Exercise: Hunt through the lines below for the string "last" and copy each one that has it.

Data entries:
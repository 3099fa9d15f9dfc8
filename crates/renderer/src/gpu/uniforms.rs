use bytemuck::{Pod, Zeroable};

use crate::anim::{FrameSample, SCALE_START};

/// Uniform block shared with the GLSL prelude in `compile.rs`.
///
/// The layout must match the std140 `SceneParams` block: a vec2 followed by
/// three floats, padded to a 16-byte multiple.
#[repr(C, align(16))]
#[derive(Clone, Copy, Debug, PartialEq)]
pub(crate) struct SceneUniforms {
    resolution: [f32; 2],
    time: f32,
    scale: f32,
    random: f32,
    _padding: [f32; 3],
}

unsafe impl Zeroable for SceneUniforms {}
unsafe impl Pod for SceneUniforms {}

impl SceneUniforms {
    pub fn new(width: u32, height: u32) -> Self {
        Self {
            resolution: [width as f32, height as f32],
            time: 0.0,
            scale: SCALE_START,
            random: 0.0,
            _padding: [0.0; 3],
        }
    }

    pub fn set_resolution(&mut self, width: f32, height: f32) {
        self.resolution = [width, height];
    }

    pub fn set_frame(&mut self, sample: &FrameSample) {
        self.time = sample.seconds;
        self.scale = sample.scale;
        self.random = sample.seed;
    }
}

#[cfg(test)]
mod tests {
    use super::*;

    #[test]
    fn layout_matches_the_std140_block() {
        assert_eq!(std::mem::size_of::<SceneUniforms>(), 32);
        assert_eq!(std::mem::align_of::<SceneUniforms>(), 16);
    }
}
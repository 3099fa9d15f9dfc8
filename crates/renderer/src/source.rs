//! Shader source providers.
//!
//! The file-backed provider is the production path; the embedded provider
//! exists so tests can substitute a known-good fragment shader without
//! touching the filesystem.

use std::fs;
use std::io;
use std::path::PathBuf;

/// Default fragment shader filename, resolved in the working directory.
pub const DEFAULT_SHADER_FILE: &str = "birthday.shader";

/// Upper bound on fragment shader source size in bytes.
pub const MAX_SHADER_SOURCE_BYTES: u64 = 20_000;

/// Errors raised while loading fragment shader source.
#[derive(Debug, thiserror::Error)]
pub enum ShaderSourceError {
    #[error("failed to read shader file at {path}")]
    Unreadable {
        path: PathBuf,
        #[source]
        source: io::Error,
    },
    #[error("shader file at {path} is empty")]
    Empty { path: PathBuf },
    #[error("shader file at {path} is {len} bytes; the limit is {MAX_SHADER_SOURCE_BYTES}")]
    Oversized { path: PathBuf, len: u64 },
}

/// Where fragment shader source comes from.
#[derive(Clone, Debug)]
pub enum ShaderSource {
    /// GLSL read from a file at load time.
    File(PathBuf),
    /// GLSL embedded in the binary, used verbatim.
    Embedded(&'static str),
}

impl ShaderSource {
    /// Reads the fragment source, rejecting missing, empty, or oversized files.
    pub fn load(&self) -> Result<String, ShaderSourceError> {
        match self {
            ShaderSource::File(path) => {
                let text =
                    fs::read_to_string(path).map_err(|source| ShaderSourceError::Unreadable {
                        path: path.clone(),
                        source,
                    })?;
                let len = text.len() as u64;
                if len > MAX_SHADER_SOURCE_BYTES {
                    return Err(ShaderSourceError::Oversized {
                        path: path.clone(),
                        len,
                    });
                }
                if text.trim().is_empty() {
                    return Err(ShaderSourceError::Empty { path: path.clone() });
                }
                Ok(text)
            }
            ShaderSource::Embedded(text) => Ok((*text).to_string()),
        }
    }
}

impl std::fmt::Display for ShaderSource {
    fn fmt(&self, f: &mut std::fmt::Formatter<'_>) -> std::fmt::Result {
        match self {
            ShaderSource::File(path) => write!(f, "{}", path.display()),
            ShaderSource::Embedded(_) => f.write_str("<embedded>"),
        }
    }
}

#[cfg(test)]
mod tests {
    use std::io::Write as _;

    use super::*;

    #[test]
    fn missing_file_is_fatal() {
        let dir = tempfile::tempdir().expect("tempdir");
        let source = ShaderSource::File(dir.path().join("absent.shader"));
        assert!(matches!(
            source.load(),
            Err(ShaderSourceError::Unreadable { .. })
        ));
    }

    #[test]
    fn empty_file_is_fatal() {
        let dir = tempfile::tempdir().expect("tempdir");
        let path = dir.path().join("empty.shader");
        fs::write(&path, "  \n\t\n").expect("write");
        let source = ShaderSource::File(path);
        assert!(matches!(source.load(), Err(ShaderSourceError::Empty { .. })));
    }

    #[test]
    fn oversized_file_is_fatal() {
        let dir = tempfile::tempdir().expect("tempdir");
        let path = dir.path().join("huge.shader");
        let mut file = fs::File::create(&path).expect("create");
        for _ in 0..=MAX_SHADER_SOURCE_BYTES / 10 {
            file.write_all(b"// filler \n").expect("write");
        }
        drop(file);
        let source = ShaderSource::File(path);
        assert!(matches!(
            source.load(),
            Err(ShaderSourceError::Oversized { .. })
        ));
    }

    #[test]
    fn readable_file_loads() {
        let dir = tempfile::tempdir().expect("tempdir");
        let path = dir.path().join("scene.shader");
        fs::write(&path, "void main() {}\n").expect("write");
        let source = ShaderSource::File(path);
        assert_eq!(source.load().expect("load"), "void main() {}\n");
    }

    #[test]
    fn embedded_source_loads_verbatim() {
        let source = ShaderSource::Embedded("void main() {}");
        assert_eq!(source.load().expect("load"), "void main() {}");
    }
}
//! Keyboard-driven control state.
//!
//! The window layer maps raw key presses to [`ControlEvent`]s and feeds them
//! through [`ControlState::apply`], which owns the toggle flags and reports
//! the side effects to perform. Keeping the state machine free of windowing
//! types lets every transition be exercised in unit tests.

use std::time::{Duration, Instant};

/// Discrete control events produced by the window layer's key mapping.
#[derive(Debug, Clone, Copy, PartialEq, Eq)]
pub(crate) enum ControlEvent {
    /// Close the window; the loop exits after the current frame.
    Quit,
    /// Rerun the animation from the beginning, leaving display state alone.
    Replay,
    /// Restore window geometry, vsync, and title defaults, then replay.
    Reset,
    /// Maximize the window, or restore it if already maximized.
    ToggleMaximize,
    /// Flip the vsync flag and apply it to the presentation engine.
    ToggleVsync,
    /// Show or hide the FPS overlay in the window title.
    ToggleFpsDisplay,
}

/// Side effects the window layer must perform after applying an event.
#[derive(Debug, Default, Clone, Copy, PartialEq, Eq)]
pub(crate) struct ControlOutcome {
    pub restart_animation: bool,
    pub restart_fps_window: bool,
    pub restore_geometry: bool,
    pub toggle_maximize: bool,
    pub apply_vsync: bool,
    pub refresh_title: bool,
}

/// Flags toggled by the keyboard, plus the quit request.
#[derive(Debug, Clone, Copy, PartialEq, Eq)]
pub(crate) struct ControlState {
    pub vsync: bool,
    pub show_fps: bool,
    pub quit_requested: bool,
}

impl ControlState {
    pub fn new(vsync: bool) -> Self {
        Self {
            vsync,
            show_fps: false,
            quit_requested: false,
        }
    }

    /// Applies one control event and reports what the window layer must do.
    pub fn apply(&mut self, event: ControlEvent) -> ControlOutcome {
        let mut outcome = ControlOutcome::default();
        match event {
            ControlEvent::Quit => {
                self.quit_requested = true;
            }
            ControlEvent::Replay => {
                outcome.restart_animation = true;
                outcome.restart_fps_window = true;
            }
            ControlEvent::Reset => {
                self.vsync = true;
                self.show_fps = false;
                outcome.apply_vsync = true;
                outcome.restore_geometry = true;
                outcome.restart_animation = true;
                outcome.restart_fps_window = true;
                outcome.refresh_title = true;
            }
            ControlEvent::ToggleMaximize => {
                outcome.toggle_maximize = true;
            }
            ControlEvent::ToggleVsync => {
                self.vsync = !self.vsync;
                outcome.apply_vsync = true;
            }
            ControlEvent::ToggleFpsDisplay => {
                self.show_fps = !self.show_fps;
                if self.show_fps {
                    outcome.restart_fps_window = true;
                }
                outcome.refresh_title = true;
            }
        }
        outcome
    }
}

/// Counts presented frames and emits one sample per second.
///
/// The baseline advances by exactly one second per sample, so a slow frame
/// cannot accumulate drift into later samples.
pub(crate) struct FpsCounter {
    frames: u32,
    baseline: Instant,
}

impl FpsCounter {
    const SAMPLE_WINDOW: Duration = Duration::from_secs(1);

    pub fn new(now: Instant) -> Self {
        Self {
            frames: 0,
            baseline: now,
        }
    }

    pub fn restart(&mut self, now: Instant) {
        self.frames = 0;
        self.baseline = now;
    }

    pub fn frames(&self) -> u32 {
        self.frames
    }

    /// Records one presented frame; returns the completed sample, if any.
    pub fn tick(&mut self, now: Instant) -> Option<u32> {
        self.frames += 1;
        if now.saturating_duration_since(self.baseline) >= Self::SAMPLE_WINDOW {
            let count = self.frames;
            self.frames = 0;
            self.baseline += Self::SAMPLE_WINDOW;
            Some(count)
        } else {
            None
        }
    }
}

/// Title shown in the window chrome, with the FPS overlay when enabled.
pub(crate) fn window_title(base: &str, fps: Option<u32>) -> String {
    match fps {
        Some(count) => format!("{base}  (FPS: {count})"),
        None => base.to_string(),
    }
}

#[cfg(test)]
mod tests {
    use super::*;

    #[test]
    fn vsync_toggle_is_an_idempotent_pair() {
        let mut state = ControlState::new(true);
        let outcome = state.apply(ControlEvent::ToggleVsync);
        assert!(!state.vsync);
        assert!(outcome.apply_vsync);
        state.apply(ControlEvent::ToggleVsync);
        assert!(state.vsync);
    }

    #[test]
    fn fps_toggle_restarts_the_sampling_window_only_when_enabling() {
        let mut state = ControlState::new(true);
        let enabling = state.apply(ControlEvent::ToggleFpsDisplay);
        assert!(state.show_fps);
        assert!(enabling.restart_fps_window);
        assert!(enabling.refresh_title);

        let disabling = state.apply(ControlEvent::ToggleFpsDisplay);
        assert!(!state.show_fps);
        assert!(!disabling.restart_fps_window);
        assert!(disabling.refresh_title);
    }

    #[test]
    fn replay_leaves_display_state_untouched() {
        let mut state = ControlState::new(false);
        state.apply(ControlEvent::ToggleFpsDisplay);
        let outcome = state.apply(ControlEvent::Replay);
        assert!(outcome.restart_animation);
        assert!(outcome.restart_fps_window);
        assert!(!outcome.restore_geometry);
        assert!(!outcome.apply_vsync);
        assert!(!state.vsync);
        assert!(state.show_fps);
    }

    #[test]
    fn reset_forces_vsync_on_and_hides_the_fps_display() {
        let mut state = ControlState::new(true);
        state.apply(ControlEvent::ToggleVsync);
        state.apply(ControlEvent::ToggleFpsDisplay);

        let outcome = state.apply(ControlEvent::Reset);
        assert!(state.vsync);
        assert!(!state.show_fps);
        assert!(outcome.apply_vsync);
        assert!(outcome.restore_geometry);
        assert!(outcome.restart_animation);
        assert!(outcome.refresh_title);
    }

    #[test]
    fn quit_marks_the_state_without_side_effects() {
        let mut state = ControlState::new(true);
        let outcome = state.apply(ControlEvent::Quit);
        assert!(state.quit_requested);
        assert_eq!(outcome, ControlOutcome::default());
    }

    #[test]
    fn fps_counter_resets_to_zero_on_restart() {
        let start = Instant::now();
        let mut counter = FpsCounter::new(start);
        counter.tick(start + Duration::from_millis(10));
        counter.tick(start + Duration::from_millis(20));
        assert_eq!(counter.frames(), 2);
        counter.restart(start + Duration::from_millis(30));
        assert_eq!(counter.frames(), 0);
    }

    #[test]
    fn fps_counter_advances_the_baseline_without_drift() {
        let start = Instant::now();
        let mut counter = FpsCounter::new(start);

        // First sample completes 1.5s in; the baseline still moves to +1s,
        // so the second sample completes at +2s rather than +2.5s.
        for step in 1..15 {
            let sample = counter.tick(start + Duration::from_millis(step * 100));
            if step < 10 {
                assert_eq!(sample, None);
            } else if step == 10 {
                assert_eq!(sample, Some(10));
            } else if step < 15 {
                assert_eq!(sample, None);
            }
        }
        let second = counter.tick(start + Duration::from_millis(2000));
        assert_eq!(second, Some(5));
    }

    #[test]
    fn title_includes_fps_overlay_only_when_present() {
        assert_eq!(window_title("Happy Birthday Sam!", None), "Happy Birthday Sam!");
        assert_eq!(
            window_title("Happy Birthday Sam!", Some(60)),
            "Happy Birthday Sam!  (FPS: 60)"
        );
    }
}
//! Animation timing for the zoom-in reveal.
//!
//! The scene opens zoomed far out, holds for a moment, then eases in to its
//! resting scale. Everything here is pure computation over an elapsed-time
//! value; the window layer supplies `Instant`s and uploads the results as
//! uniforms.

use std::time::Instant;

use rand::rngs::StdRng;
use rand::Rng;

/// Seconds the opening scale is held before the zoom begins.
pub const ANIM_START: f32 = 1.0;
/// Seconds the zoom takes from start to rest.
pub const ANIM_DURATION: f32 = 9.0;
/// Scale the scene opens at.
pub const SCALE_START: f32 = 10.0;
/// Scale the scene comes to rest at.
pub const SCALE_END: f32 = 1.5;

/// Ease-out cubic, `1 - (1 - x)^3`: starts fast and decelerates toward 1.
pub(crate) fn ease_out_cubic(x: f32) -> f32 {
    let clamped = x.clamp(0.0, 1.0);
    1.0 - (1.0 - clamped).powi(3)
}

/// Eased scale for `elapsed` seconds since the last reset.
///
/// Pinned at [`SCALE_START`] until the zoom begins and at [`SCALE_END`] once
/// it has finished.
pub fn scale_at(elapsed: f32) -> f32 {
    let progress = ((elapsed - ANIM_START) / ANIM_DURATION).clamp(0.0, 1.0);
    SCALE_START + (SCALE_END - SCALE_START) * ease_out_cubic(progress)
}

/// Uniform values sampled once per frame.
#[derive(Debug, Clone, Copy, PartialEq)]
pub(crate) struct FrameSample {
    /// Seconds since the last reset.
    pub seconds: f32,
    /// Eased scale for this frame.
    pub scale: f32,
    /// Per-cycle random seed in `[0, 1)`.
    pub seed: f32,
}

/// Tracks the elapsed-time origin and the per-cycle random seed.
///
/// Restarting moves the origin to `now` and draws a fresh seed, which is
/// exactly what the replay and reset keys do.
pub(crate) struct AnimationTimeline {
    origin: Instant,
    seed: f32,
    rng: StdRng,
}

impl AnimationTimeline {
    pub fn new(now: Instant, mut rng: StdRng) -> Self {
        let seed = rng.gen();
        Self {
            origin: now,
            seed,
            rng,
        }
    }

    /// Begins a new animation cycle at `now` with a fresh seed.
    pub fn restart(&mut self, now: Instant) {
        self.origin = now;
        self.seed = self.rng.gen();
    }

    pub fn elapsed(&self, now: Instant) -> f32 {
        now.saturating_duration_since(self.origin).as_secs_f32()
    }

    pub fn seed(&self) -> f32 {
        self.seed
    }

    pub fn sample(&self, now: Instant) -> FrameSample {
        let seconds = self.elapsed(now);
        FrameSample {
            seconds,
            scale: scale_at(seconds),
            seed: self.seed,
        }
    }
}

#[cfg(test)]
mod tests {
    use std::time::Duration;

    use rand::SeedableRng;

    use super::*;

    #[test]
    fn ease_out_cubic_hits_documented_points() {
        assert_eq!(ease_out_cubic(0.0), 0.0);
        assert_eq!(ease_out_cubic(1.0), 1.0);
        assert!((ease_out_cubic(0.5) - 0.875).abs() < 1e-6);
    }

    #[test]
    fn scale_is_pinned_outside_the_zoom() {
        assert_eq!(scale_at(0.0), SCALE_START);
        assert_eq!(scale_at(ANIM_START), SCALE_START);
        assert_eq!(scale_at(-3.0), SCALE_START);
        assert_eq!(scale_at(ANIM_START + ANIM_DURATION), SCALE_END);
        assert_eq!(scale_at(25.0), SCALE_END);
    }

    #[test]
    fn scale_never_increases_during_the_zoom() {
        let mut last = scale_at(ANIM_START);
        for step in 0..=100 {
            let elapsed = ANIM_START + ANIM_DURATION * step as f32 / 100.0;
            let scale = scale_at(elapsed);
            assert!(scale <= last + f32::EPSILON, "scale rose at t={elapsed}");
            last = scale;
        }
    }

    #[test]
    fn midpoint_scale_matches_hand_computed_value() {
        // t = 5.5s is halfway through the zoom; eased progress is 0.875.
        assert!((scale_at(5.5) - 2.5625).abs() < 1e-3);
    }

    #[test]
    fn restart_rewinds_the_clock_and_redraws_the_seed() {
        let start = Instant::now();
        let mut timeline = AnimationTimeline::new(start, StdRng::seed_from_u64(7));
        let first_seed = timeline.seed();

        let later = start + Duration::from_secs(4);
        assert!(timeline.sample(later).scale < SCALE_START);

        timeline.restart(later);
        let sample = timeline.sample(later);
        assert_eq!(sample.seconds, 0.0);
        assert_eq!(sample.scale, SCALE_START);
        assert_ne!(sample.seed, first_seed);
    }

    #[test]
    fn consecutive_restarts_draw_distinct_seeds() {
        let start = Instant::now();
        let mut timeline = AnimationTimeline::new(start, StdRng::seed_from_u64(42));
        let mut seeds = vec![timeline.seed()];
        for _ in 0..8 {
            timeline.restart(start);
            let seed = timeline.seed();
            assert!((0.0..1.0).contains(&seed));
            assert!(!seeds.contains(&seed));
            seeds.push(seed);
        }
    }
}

Your response:
/// Eased scale for `elapsed` seconds since the last reset.
    /// Seconds since the last reset.
        let mut last = scale_at(ANIM_START);
            assert!(scale <= last + f32::EPSILON, "scale rose at t={elapsed}");
            last = scale;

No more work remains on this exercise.